Beating colon cancer with AI
UCI Health applies ‘game changing’ technology to improve screening
Dr. William Karnes’ directive when he arrived at UCI Health was nothing less than wiping out colorectal cancer in Orange County.
Although it is the second leading cause of U.S. cancer deaths, colorectal cancer is highly curable – even preventable – with early detection during regular screenings.
The veteran gastroenterologist assessed his three-prong challenge:
“If everyone of screening age got a colonoscopy and every physician was doing the procedure well, we could reduce the risk by 90 percent nationally,” Karnes says. “But people think it’s an embarrassing procedure, and the colon prep isn’t fun. It’s an easy test for people to put off.”
Gathering the data
First Karnes set to work improving UCI Health colonoscopy detection rates. He began by amassing an impressive database of images collected during colonoscopies.
Within a year, the tens of thousands of images helped him and fellow gastroenterologists at the H.H. Chao Comprehensive Digestive Disease Center increase their already good overall detection rates by 50 percent.
To improve further, Karnes tapped the power of artificial intelligence with Andrew Ninh, an information technology expert at UCI’s Beall Applied Innovation center.
They matched hundreds of thousands of images – the world’s largest data set of benign, precancerous and confirmed malignant polyps – with deep-learning algorithms to develop a smarter, faster scan.
AI polyp detector: ‘A game-changer’
The result is the AI Polyp Detector, developed by Ninh and Karnes at Docbot, a medical informatics startup they co-founded at UCI. When used during a colonoscopy, the software gives physicians real-time analysis that dramatically increases their ability to spot and remove polyps — with more than 96 percent accuracy.
“It’s a game-changer,” Karnes says of the AI software, which is incorporated with the camera device he uses to inspect the colon and small intestine during a colonoscopy.
“It takes about 10 milliseconds to process an image, which is four times faster than it needs to be run in real time. The doctor gets this feedback while watching the screen during a colonoscopy. It can spot a flat polyp that otherwise may be missed.”
Detection is key
All colorectal cancers begin as a benign polyp. The most common are adenomas, which take about 10 years to progress into colorectal cancer. With regular colonoscopies, these precancerous adenomas, can be identified and removed.
But the adenoma detection rate – or ADR – varies widely among colonoscopists. The AI polyp detector could ensure that all patients get a high-detection procedure no matter who their doctors are, Karnes says.
There is also potential for significant cost savings.

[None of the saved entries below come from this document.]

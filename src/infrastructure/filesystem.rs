//! File system adapter for archive handling
//!
//! Existence checks, glob matching and tar/zip extraction used when
//! preparing Helm charts, UI bundles and MTA contents before upload.

use std::fs::File;
use std::io::{self, BufRead, BufReader, Read};
use std::path::{Component, Path, PathBuf};

use flate2::read::GzDecoder;
use tracing::debug;

use crate::error::ArchiveError;

const GZIP_MAGIC: [u8; 2] = [0x1f, 0x8b];

/// File system operations needed by the release orchestrator
pub trait FileSystem {
    fn exists(&self, path: &Path) -> Result<bool, ArchiveError>;

    /// Paths matching a glob pattern, sorted
    fn glob(&self, pattern: &str) -> Result<Vec<PathBuf>, ArchiveError>;

    /// Extract a (optionally gzip-compressed) tar archive, dropping the first
    /// `strip_components` path components of every entry
    fn untar(&self, archive: &Path, destination: &Path, strip_components: usize) -> Result<(), ArchiveError>;

    fn unzip(&self, archive: &Path, destination: &Path) -> Result<(), ArchiveError>;
}

/// The local disk
#[derive(Debug, Default, Clone, Copy)]
pub struct LocalFileSystem;

impl FileSystem for LocalFileSystem {
    fn exists(&self, path: &Path) -> Result<bool, ArchiveError> {
        path.try_exists().map_err(|source| io_error(path, source))
    }

    fn glob(&self, pattern: &str) -> Result<Vec<PathBuf>, ArchiveError> {
        let paths = glob::glob(pattern).map_err(|source| ArchiveError::Pattern {
            pattern: pattern.to_string(),
            source,
        })?;

        let mut matches = Vec::new();
        for entry in paths {
            match entry {
                Ok(path) => matches.push(path),
                Err(e) => debug!("Skipping unreadable path {}: {}", e.path().display(), e.error()),
            }
        }
        matches.sort();
        Ok(matches)
    }

    fn untar(&self, archive: &Path, destination: &Path, strip_components: usize) -> Result<(), ArchiveError> {
        let destination = non_empty(destination);
        let file = File::open(archive).map_err(|source| io_error(archive, source))?;
        let mut reader = BufReader::new(file);
        let compressed = reader
            .fill_buf()
            .map_err(|source| io_error(archive, source))?
            .starts_with(&GZIP_MAGIC);

        let stream: Box<dyn Read> = if compressed {
            Box::new(GzDecoder::new(reader))
        } else {
            Box::new(reader)
        };
        let mut tar = tar::Archive::new(stream);

        for entry in tar.entries().map_err(|source| io_error(archive, source))? {
            let mut entry = entry.map_err(|source| io_error(archive, source))?;
            let entry_path = entry.path().map_err(|source| io_error(archive, source))?.into_owned();

            let Some(relative) = strip_path(&entry_path, strip_components)? else {
                continue;
            };
            let target = destination.join(relative);
            if let Some(parent) = target.parent() {
                std::fs::create_dir_all(parent).map_err(|source| io_error(parent, source))?;
            }
            entry.unpack(&target).map_err(|source| io_error(&target, source))?;
        }

        debug!("Extracted {} to {}", archive.display(), destination.display());
        Ok(())
    }

    fn unzip(&self, archive: &Path, destination: &Path) -> Result<(), ArchiveError> {
        let destination = non_empty(destination);
        let file = File::open(archive).map_err(|source| io_error(archive, source))?;
        let mut zip = zip::ZipArchive::new(file).map_err(|source| zip_error(archive, source))?;
        std::fs::create_dir_all(destination).map_err(|source| io_error(destination, source))?;
        zip.extract(destination).map_err(|source| zip_error(archive, source))?;

        debug!("Extracted {} to {}", archive.display(), destination.display());
        Ok(())
    }
}

fn non_empty(path: &Path) -> &Path {
    if path.as_os_str().is_empty() {
        Path::new(".")
    } else {
        path
    }
}

/// Drop leading components; `None` when nothing remains
fn strip_path(path: &Path, strip_components: usize) -> Result<Option<PathBuf>, ArchiveError> {
    let mut normal = Vec::new();
    for component in path.components() {
        match component {
            Component::Normal(part) => normal.push(part),
            Component::CurDir => {}
            Component::ParentDir | Component::RootDir | Component::Prefix(_) => {
                return Err(ArchiveError::PathTraversal {
                    path: path.display().to_string(),
                })
            }
        }
    }

    if normal.len() <= strip_components {
        return Ok(None);
    }
    Ok(Some(normal[strip_components..].iter().collect()))
}

fn io_error(path: &Path, source: io::Error) -> ArchiveError {
    ArchiveError::Io {
        path: path.display().to_string(),
        source,
    }
}

fn zip_error(path: &Path, source: zip::result::ZipError) -> ArchiveError {
    ArchiveError::Zip {
        path: path.display().to_string(),
        source,
    }
}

Instant analysis of polyps
Karnes and fellow UCI Health gastroenterologists using the AI software now send polyps they have removed to a pathologist for testing. It takes about two weeks for the lab to officially verify a polyp’s pathology.
The AI tool now can predict on the spot whether a polyp is precancerous or malignant with 94 percent accuracy.
With further refinements in software accuracy and widespread adoption of the technology, such testing for anything other than malignant polyps could save an estimated $1 billion in lab costs nationally, Karnes and Ninh say.
Making colon cancer obsolete
Meanwhile, he and other CDDC gastroenterologists are continuing to improve the AI algorithms with each colonoscopy they perform.
Karnes also is tackling another one of those obstacles to his goal: resistance to get getting a colonoscopy in the first place.
He has adopted a way to make them more comfortable, using water to help float the scope through the twists and turns of the intestines. The water bath has the added benefit of making hard-to-find flat polyps easier to see and remove.
And his colleague and UCI Health gastroenterologist Dr. Jason Samarasena, who is also part of Docbot’s leadership team, is testing a low-residue diet that may well make fasting and those colon prep drinks obsolete.
Wiping out colorectal cancer in Orange County may not be such a tall order after all.